* _Directions_
Once you reach the line holding "while index <", write out that line and every later one exactly, ending with the last line of the data; write nothing else.
********************
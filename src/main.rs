fn main() {
    if let Err(err) = qllama::cli::main() {
        eprintln!("❌ {err}");
        std::process::exit(1);
    }
}
//! Per-message generation flags typed at the end of a prompt line.
//!
//! `describe <image:cat.jpg> --temperature 0.2 --max-tokens 128` sends
//! `describe <image:cat.jpg>` with those two overrides. Only a trailing run
//! of recognised flags is taken; anything earlier stays in the prompt.

use crate::backend::validate_device;
use crate::core::generation::{GenerationConfigError, GenerationOverrides};

/// Splits `line` into the prompt and the overrides from its trailing flags.
///
/// A run that is well-formed but carries a bad value (`--temperature hot`)
/// is an error rather than prompt text.
pub fn split_trailing_flags(
    line: &str,
) -> Result<(&str, GenerationOverrides), GenerationConfigError> {
    let tokens = tokenize(line);
    let start = (0..tokens.len())
        .find(|&k| is_flag_run(&tokens[k..]))
        .unwrap_or(tokens.len());

    let Some(&(offset, _)) = tokens.get(start) else {
        return Ok((line, GenerationOverrides::default()));
    };

    let mut overrides = GenerationOverrides::default();
    let mut rest = tokens[start..].iter().map(|&(_, token)| token);
    while let Some(token) = rest.next() {
        let Some((name, inline)) = parse_flag_token(token) else {
            continue;
        };
        let value = match (inline, GenerationOverrides::flag_takes_value(name)) {
            (Some(value), _) => Some(value),
            (None, Some(true)) => rest.next(),
            (None, _) => None,
        };
        overrides.apply_flag(name, value)?;
    }

    if let Some(device) = &overrides.device {
        validate_device(device).map_err(|_| GenerationConfigError::InvalidValue {
            flag: "device".to_string(),
            value: device.clone(),
        })?;
    }

    Ok((line[..offset].trim_end(), overrides))
}

/// Whitespace-separated tokens with their byte offsets.
fn tokenize(line: &str) -> Vec<(usize, &str)> {
    let mut tokens = Vec::new();
    let mut start = None;
    for (index, c) in line.char_indices() {
        match (c.is_whitespace(), start) {
            (true, Some(begin)) => {
                tokens.push((begin, &line[begin..index]));
                start = None;
            }
            (false, None) => start = Some(index),
            _ => {}
        }
    }
    if let Some(begin) = start {
        tokens.push((begin, &line[begin..]));
    }
    tokens
}

/// `--name` or `--name=value`.
fn parse_flag_token(token: &str) -> Option<(&str, Option<&str>)> {
    let body = token.strip_prefix("--")?;
    let (name, value) = match body.split_once('=') {
        Some((name, value)) => (name, Some(value)),
        None => (body, None),
    };
    (!name.is_empty()).then_some((name, value))
}

fn is_flag_run(tokens: &[(usize, &str)]) -> bool {
    let mut index = 0;
    while index < tokens.len() {
        let Some((name, inline)) = parse_flag_token(tokens[index].1) else {
            return false;
        };
        match (GenerationOverrides::flag_takes_value(name), inline) {
            (Some(true), None) => match tokens.get(index + 1) {
                Some((_, value)) if !value.starts_with("--") => index += 1,
                _ => return false,
            },
            (Some(true), Some(_)) | (Some(false), None) => {}
            (Some(false), Some(_)) | (None, _) => return false,
        }
        index += 1;
    }
    !tokens.is_empty()
}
********************
* _Response box_
    while index < tokens.len() {
        let Some((name, inline)) = parse_flag_token(tokens[index].1) else {
            return false;
        };
        match (GenerationOverrides::flag_takes_value(name), inline) {
            (Some(true), None) => match tokens.get(index + 1) {
                Some((_, value)) if !value.starts_with("--") => index += 1,
                _ => return false,
            },
            (Some(true), Some(_)) | (Some(false), None) => {}
            (Some(false), Some(_)) | (None, _) => return false,
        }
        index += 1;
    }
    !tokens.is_empty()
}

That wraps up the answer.